The results show that the highest source of irreversibilities within a desalination unit is found in the evaporators and that the thermo-compressor has a relatively high rate of exergy destruction compared to the remaining components in the system. The exergy destruction of other components is rather small. Increasing energy efficiency and reducing waste could be achieved by designing optimal heat recovery systems through various methods, such as heat exchangers or preheaters to extract the waste energy from the production line [
25,
26]. Significant efficiency improvements could also be obtained by using nanofluids, as they have been found to exhibit enhanced thermal conductivity compared to traditional fluids [
27,
28,
29,
30].
5. Conclusions
In this paper, the energy and exergy efficiency of a PWR-ME-TVC-MED cogeneration plant for the simultaneous production of electrical energy and freshwater has been analyzed. The second law was used in defining exergy to reveal contributions of the components. The most recent validated data in the literature were used to determine the thermodynamic characteristics of seawater. A mathematical model was implemented in MATLAB software and validated based on a comparison with previously published research. The following are the key findings of this investigation:
It has been shown that the nuclear reactor core is the main source of exergy loss in the cogeneration plant. Indeed, it is the worse component in the whole cogeneration system due to the irreversibility of the energy transformation. Therefore, a substantial improvement can be attained in the performance of the cogeneration plant by considering the core of the reactor components. While the thermodynamic efficiency of the PWR-ME-TVC-MED is found to be 35.38%, the irreversibilities of the core of the reactor and turbines have been calculated as 50.28% and 5.8% respectively. Low irreversibilities also exist in the components of steam generators, condensers, moisture separators, and desalination units. Additionally, in the ME-TVC-MED desalination unit, the main exergy losses occur in effects and in the thermos-compressor, which represents 85% of the total value of exergy destruction.
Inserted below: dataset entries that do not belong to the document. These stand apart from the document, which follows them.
//! Subcommand implementations.

pub mod evaluate;
pub mod init;
pub mod list_models;
pub mod plan;
pub mod progress;
pub mod questions;

use std::path::PathBuf;
use std::sync::Arc;

use anyhow::Result;

use adaptutor_core::engine::AssessmentEngine;
use adaptutor_providers::config::{load_config_from, resolve_provider, AdaptutorConfig};
use adaptutor_store::JsonFileStore;

/// Flags shared by every subcommand.
pub struct GlobalArgs {
    pub config: Option<PathBuf>,
    pub data_dir: Option<PathBuf>,
}

impl GlobalArgs {
    pub fn load_config(&self) -> Result<AdaptutorConfig> {
        load_config_from(self.config.as_deref())
    }
}

/// Wire config, provider, and file store into an engine.
pub fn build_engine(
    global: &GlobalArgs,
    provider: Option<&str>,
    model: Option<&str>,
) -> Result<AssessmentEngine> {
    let config = global.load_config()?;
    let data_dir = global
        .data_dir
        .clone()
        .unwrap_or_else(|| config.data_dir.clone());

    let provider = resolve_provider(&config, provider)?;
    let store = JsonFileStore::open(&data_dir)?;
    tracing::debug!(
        "provider {} with progress in {}",
        provider.name(),
        data_dir.display()
    );

    Ok(AssessmentEngine::new(
        Arc::from(provider),
        Arc::new(store),
        config.engine_config(model),
    ))
}

pub fn print_json<T: serde::Serialize>(value: &T) -> Result<()> {
    println!("{}", serde_json::to_string_pretty(value)?);
    Ok(())
}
One way to address component irreversibility is through the use of heat exchangers, which are devices designed to transfer heat between two fluids at different temperatures. In the PWR-ME-TVC-MED cogeneration plant, heat exchangers can be used to capture the waste heat from the power generation process and use it to generate steam for the thermal desalination process. This can significantly increase the overall efficiency of the plant, as the waste heat that would otherwise be lost is put to productive use. In addition, the cogeneration plant can incorporate other technologies and strategies to improve efficiency and reduce component irreversibility. For example, the plant can use advanced materials and designs to reduce heat loss and improve the performance of key components. The plant can also use advanced control systems to optimize the operation of the various components and minimize waste.
Taking all of these conclusions into consideration, optimizing the operating conditions of the existing designs leads to the introduction of various possibilities to improve the design and performance of the cogeneration plant, based on the analysis conducted. In general, any improvement in thermodynamic performance has an economic and environmental impact. This will be published soon as the second part of the current study, using exergo-economic and exergo-environmental methodologies.